FDA granted Gene therapy Luxturna for vision loss and blindness

spinonews.com Leber congenital amaurosis retinal disease

The FDA panel approved new gene therapy Luxturna. The treatment for Leber congenital amaurosis (LCA) an inherited retinal disease caused by defects in a gene called RPE65. Parents can unknowingly carry the flawed gene for generations.

Patients with a rare inherited form of blindness could be able to regain their sight if the Food and Drug Administration approves an experimental gene therapy in January.

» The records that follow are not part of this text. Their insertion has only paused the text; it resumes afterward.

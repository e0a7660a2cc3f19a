use async_trait::async_trait;
use chrono::{DateTime, Utc, NaiveDateTime};
use sqlx::{FromRow, QueryBuilder, Sqlite, SqlitePool};
use uuid::Uuid;

use crate::{
    domain::{clean_tag, DirectoryFilter, StudentProfile, StudentRecord, UpsertStudentProfileRequest},
    error::{AppError, Result},
    repository::StudentDirectory,
};

#[derive(FromRow)]
struct StudentRecordRow {
    id: String,
    email: String,
    contact_email: Option<String>,
    first_name: Option<String>,
    last_name: Option<String>,
    program_stage: Option<String>,
    location_tag: Option<String>,
    state: Option<String>,
}

#[derive(FromRow)]
struct ProfileRow {
    id: String,
    user_id: String,
    first_name: String,
    last_name: String,
    preferred_name: Option<String>,
    phone: Option<String>,
    contact_email: Option<String>,
    city: Option<String>,
    state: Option<String>,
    program_stage: Option<String>,
    location_tag: Option<String>,
    created_at: NaiveDateTime,
    updated_at: NaiveDateTime,
}

const RECORD_SELECT: &str = r#"
    SELECT u.id, u.email, p.contact_email, p.first_name, p.last_name,
           p.program_stage, p.location_tag, p.state
    FROM users u
    LEFT JOIN student_profiles p ON p.user_id = u.id
"#;

pub struct SqliteStudentRepository {
    pool: SqlitePool,
}

impl SqliteStudentRepository {
    pub fn new(pool: SqlitePool) -> Self {
        Self { pool }
    }

    fn row_to_record(row: StudentRecordRow) -> Result<StudentRecord> {
        Ok(StudentRecord {
            id: Uuid::parse_str(&row.id).map_err(|e| AppError::Database(e.to_string()))?,
            email: Some(row.email).filter(|e| !e.trim().is_empty()),
            contact_email: row.contact_email,
            first_name: row.first_name,
            last_name: row.last_name,
            program_stage: row.program_stage,
            location_tag: row.location_tag,
            state: row.state,
        })
    }

    fn row_to_profile(row: ProfileRow) -> Result<StudentProfile> {
        Ok(StudentProfile {
            id: Uuid::parse_str(&row.id).map_err(|e| AppError::Database(e.to_string()))?,
            user_id: Uuid::parse_str(&row.user_id).map_err(|e| AppError::Database(e.to_string()))?,
            first_name: row.first_name,
            last_name: row.last_name,
            preferred_name: row.preferred_name,
            phone: row.phone,
            contact_email: row.contact_email,
            city: row.city,
            state: row.state,
            program_stage: row.program_stage,
            location_tag: row.location_tag,
            created_at: DateTime::from_naive_utc_and_offset(row.created_at, Utc),
            updated_at: DateTime::from_naive_utc_and_offset(row.updated_at, Utc),
        })
    }

    fn push_in_list<'a>(builder: &mut QueryBuilder<'a, Sqlite>, column: &str, values: &'a [String]) {
        builder.push(column).push(" IN (");
        let mut separated = builder.separated(", ");
        for value in values {
            separated.push_bind(value.as_str());
        }
        separated.push_unseparated(")");
    }
}

#[async_trait]
impl StudentDirectory for SqliteStudentRepository {
    async fn list_students(&self, filter: &DirectoryFilter) -> Result<Vec<StudentRecord>> {
        let mut builder = QueryBuilder::<Sqlite>::new(RECORD_SELECT);
        builder.push(" WHERE u.role = ").push_bind(filter.role.as_str());

        if !filter.is_unconstrained() {
            builder.push(" AND (");
            let mut first = true;
            for (column, values) in [
                ("p.program_stage", &filter.program_stages),
                ("p.location_tag", &filter.location_tags),
                ("p.state", &filter.states),
            ] {
                if values.is_empty() {
                    continue;
                }
                if !first {
                    builder.push(" OR ");
                }
                Self::push_in_list(&mut builder, column, values);
                first = false;
            }
            builder.push(")");
        }
        builder.push(" ORDER BY u.created_at ASC");

        let rows = builder
            .build_query_as::<StudentRecordRow>()
            .fetch_all(&self.pool)
            .await?;

        rows.into_iter()
            .map(Self::row_to_record)
            .collect()
    }

    async fn find_student(&self, user_id: Uuid) -> Result<Option<StudentRecord>> {
        let query = format!("{} WHERE u.id = ? AND u.role = 'student'", RECORD_SELECT);
        let row = sqlx::query_as::<_, StudentRecordRow>(&query)
            .bind(user_id.to_string())
            .fetch_optional(&self.pool)
            .await?;

        row.map(Self::row_to_record).transpose()
    }

    async fn find_profile(&self, user_id: Uuid) -> Result<Option<StudentProfile>> {
        let row = sqlx::query_as::<_, ProfileRow>(
            r#"
            SELECT id, user_id, first_name, last_name, preferred_name, phone,
                   contact_email, city, state, program_stage, location_tag,
                   created_at, updated_at
            FROM student_profiles
            WHERE user_id = ?
            "#
        )
        .bind(user_id.to_string())
        .fetch_optional(&self.pool)
        .await?;

        row.map(Self::row_to_profile).transpose()
    }

    async fn upsert_profile(&self, user_id: Uuid, profile: UpsertStudentProfileRequest) -> Result<StudentProfile> {
        let now = Utc::now().naive_utc();

        // program_stage is admin-assigned; the upsert leaves it alone.
        sqlx::query(
            r#"
            INSERT INTO student_profiles (
                id, user_id, first_name, last_name, preferred_name, phone,
                contact_email, city, state, location_tag, created_at, updated_at
            ) VALUES (?, ?, ?, ?, ?, ?, ?, ?, ?, ?, ?, ?)
            ON CONFLICT(user_id) DO UPDATE SET
                first_name = excluded.first_name,
                last_name = excluded.last_name,
                preferred_name = excluded.preferred_name,
                phone = excluded.phone,
                contact_email = excluded.contact_email,
                city = excluded.city,
                state = excluded.state,
                location_tag = excluded.location_tag,
                updated_at = excluded.updated_at
            "#
        )
        .bind(Uuid::new_v4().to_string())
        .bind(user_id.to_string())
        .bind(&profile.first_name)
        .bind(&profile.last_name)
        .bind(&profile.preferred_name)
        .bind(&profile.phone)
        .bind(&profile.contact_email)
        .bind(&profile.city)
        .bind(clean_tag(profile.state))
        .bind(clean_tag(profile.location_tag))
        .bind(now)
        .bind(now)
        .execute(&self.pool)
        .await?;

        self.find_profile(user_id).await?.ok_or_else(|| {
            AppError::Database("Failed to retrieve student profile".to_string())
        })
    }

    async fn set_program_stage(&self, user_id: Uuid, program_stage: &str) -> Result<bool> {
        let result = sqlx::query(
            "UPDATE student_profiles SET program_stage = ?, updated_at = ? WHERE user_id = ?"
        )
        .bind(clean_tag(Some(program_stage.to_string())))
        .bind(Utc::now().naive_utc())
        .bind(user_id.to_string())
        .execute(&self.pool)
        .await?;

        Ok(result.rows_affected() > 0)
    }

    async fn search_students(&self, query: &str) -> Result<Vec<StudentRecord>> {
        let pattern = format!("%{}%", escape_like(&query.trim().to_lowercase()));
        let sql = format!(
            r#"{}
            WHERE u.role = 'student'
              AND (LOWER(u.email) LIKE ?1 ESCAPE '\'
                   OR LOWER(u.username) LIKE ?1 ESCAPE '\'
                   OR LOWER(p.first_name) LIKE ?1 ESCAPE '\'
                   OR LOWER(p.last_name) LIKE ?1 ESCAPE '\')
            ORDER BY u.created_at ASC"#,
            RECORD_SELECT
        );

        let rows = sqlx::query_as::<_, StudentRecordRow>(&sql)
            .bind(pattern)
            .fetch_all(&self.pool)
            .await?;

        rows.into_iter()
            .map(Self::row_to_record)
            .collect()
    }

    async fn delete_student(&self, user_id: Uuid) -> Result<bool> {
        let mut tx = self.pool.begin().await?;
        let id = user_id.to_string();

        let is_student = sqlx::query_scalar::<_, i64>(
            "SELECT COUNT(*) FROM users WHERE id = ? AND role = 'student'"
        )
        .bind(&id)
        .fetch_one(&mut *tx)
        .await? > 0;

        if !is_student {
            return Ok(false);
        }

        sqlx::query("DELETE FROM sessions WHERE user_id = ?")
            .bind(&id)
            .execute(&mut *tx)
            .await?;
        sqlx::query("DELETE FROM student_profiles WHERE user_id = ?")
            .bind(&id)
            .execute(&mut *tx)
            .await?;
        sqlx::query("DELETE FROM users WHERE id = ?")
            .bind(&id)
            .execute(&mut *tx)
            .await?;

        tx.commit().await?;
        Ok(true)
    }
}

fn escape_like(term: &str) -> String {
    let mut escaped = String::with_capacity(term.len());
    for c in term.chars() {
        if matches!(c, '%' | '_' | '\\') {
            escaped.push('\\');
        }
        escaped.push(c);
    }
    escaped
}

Spark Therapeutics Inc. is the company which has been testing Luxturna. Potentially the first gene therapy for an inherited disease approved in the United States.

Leber congenital amaurosis retinal disease

Patients born with this abnormality are unable to produce a protein that fuels the retina so it can convert light into signals to the brain. Sometimes they can only see blurry shapes and bright light until they completely lose all sight.

The most common adverse reactions from treatment with Luxturna included eye redness (conjunctival hyperemia), cataract, increased intraocular pressure and retinal tear.

Luxturna also received Orphan Drug designation, which provides incentives to assist and encourage the development of drugs for rare diseases.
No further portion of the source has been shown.